James Ryan

Personal information
- Full name: James Henry Aloysius Ryan
- Born: 15 September 1892 Roade, Northamptonshire, England
- Died: 25 September 1915 (aged 23) Loos-en-Gohelle, France
- Batting: Right-handed
- Bowling: Right-arm medium

Domestic team information
- 1911–1914: Northants
- 1912: Ireland

Career statistics
| Competition | First-class |
| Matches | 9 |
| Runs scored | 119 |
| Batting average | 8.50 |
| 100s/50s | 0/0 |
| Top score | 41 |
| Balls bowled | 229 |
| Wickets | 4 |
| Bowling average | 38.00 |
| 5 wickets in innings | 0 |
| 10 wickets in match | 0 |
| Best bowling | 2/51 |
| Catches/stumpings | 2/– |
- Source: CricketArchive, 5 November 2025

= James Ryan (cricketer) =

English cricketer

James Henry Aloysius Ryan (15 September 1892 – 25 September 1915) was an English soldier and cricketer who played for Northamptonshire County Cricket Club between 1911 and 1914. Ryan served as an officer in the British Army and was killed in action on the Western Front during World War I.

==Early life==
Born at Roade in Northamptonshire, Ryan was educated at Downside School, where he was considered a "good athlete", captaining the cricket XI and playing in school the association football and field hockey teams, and at Wimbledon College.

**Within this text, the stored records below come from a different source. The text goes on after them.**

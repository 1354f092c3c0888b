//! Core runtime configuration.
//!
//! Configuration is resolved once at process startup and then passed into core services. Request
//! handling and jobs never read process-wide environment variables.

use crate::constants::{
    DEFAULT_BRANCH_NAME, DEFAULT_CACHE_TTL_SECS, DEFAULT_DATABASE_PATH,
    DEFAULT_JOB_INTERVAL_SECS, DEFAULT_RESERVATION_MINUTES, DEFAULT_REST_ADDR,
};
use crate::{HmsError, HmsResult};
use hms_types::NonEmptyText;
use std::path::{Path, PathBuf};
use std::time::Duration;

/// Core configuration resolved at startup.
#[derive(Clone, Debug)]
pub struct CoreConfig {
    database_path: PathBuf,
    rest_addr: String,
    cache_ttl: Duration,
    reservation_window: chrono::Duration,
    job_interval: Duration,
    default_branch: NonEmptyText,
}

impl CoreConfig {
    pub fn new(
        database_path: PathBuf,
        rest_addr: String,
        cache_ttl_secs: u64,
        reservation_minutes: u64,
        job_interval_secs: u64,
        default_branch: &str,
    ) -> HmsResult<Self> {
        if rest_addr.trim().is_empty() {
            return Err(HmsError::InvalidInput("rest_addr cannot be empty".into()));
        }
        if reservation_minutes == 0 {
            return Err(HmsError::InvalidInput(
                "reservation window must be at least one minute".into(),
            ));
        }
        if job_interval_secs == 0 {
            return Err(HmsError::InvalidInput(
                "job interval must be at least one second".into(),
            ));
        }
        let reservation_minutes = i64::try_from(reservation_minutes)
            .map_err(|_| HmsError::InvalidInput("reservation window is too large".into()))?;
        let default_branch = NonEmptyText::new(default_branch)
            .map_err(|_| HmsError::InvalidInput("default branch name cannot be empty".into()))?;

        Ok(Self {
            database_path,
            rest_addr,
            cache_ttl: Duration::from_secs(cache_ttl_secs),
            reservation_window: chrono::Duration::minutes(reservation_minutes),
            job_interval: Duration::from_secs(job_interval_secs),
            default_branch,
        })
    }

    /// Builds a configuration from optional raw values, typically read from the environment by
    /// a binary's `main`. Missing or blank values fall back to the defaults.
    pub fn from_env_values(values: EnvValues) -> HmsResult<Self> {
        let database_path = values
            .database_path
            .and_then(non_blank)
            .map(PathBuf::from)
            .unwrap_or_else(|| PathBuf::from(DEFAULT_DATABASE_PATH));
        let rest_addr = values
            .rest_addr
            .and_then(non_blank)
            .unwrap_or_else(|| DEFAULT_REST_ADDR.to_string());
        let default_branch = values
            .default_branch
            .and_then(non_blank)
            .unwrap_or_else(|| DEFAULT_BRANCH_NAME.to_string());

        Self::new(
            database_path,
            rest_addr,
            parse_u64("HMS_CACHE_TTL_SECS", values.cache_ttl_secs, DEFAULT_CACHE_TTL_SECS)?,
            parse_u64(
                "HMS_RESERVATION_MINUTES",
                values.reservation_minutes,
                DEFAULT_RESERVATION_MINUTES,
            )?,
            parse_u64(
                "HMS_JOB_INTERVAL_SECS",
                values.job_interval_secs,
                DEFAULT_JOB_INTERVAL_SECS,
            )?,
            &default_branch,
        )
    }

    pub fn database_path(&self) -> &Path {
        &self.database_path
    }

    pub fn rest_addr(&self) -> &str {
        &self.rest_addr
    }

    pub fn cache_ttl(&self) -> Duration {
        self.cache_ttl
    }

    pub fn reservation_window(&self) -> chrono::Duration {
        self.reservation_window
    }

    pub fn job_interval(&self) -> Duration {
        self.job_interval
    }

    pub fn default_branch(&self) -> &NonEmptyText {
        &self.default_branch
    }
}

/// Raw configuration values, one per supported environment variable.
#[derive(Clone, Debug, Default)]
pub struct EnvValues {
    pub database_path: Option<String>,
    pub rest_addr: Option<String>,
    pub cache_ttl_secs: Option<String>,
    pub reservation_minutes: Option<String>,
    pub job_interval_secs: Option<String>,
    pub default_branch: Option<String>,
}

impl EnvValues {
    /// Reads every `HMS_*` variable from the process environment.
    pub fn from_process_env() -> Self {
        let var = |name: &str| std::env::var(name).ok();
        Self {
            database_path: var("HMS_DATABASE_PATH"),
            rest_addr: var("HMS_REST_ADDR"),
            cache_ttl_secs: var("HMS_CACHE_TTL_SECS"),
            reservation_minutes: var("HMS_RESERVATION_MINUTES"),
            job_interval_secs: var("HMS_JOB_INTERVAL_SECS"),
            default_branch: var("HMS_DEFAULT_BRANCH"),
        }
    }
}

fn non_blank(value: String) -> Option<String> {
    let trimmed = value.trim();
    if trimmed.is_empty() {
        None
    } else {
        Some(trimmed.to_string())
    }
}

fn parse_u64(name: &str, value: Option<String>, default: u64) -> HmsResult<u64> {
    match value.and_then(non_blank) {
        None => Ok(default),
        Some(v) => v
            .parse::<u64>()
            .map_err(|_| HmsError::InvalidInput(format!("{name} must be a whole number, got {v}"))),
    }
}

His father, Walter Ryan, was a surgeon who had played cricket for Northants in the 1880s and 90s before the team had first-class status.

==Military career==
After leaving school, Ryan attended Royal Military College Sandhurst before being commissioned as a second lieutenant in the 1st battalion King's Liverpool Regiment in February 1912. He served initially at Fermoy Barracks in County Cork, before returning to England where the battalion was stationed at Aldershot. He was promoted to lieutenant at the beginning of August 1914, soon after the start of World War I.

Ryan's battalion embarked for France later in August, and he served on the Western Front throughout 1914 and 1915. He was awarded the Military Cross in January 1915 and was mentioned in dispatches in February after being promoted to captain. He was killed in action leading his men in an attack on Hill 70 at Loos-en-Gohelle in September 1915, aged 23. He is buried at Cambrin Military Cemetery.

==Cricket career==
Ryan appeared in nine first-class matches as a right-arm bowler who Wisden described as "very useful". He made his senior debut for Northants in 1911, and in his nine matches scored 119 runs with a highest score of 41, and took four wickets with a best performance of two for 51. As well as eight matches for Northants, Ryan played once for Ireland whilst serving there in 1912 against the touring South Africans. He played cricket, football, and hockey whilst in the Army, including cricket for Sandhurst and Aldershot Command.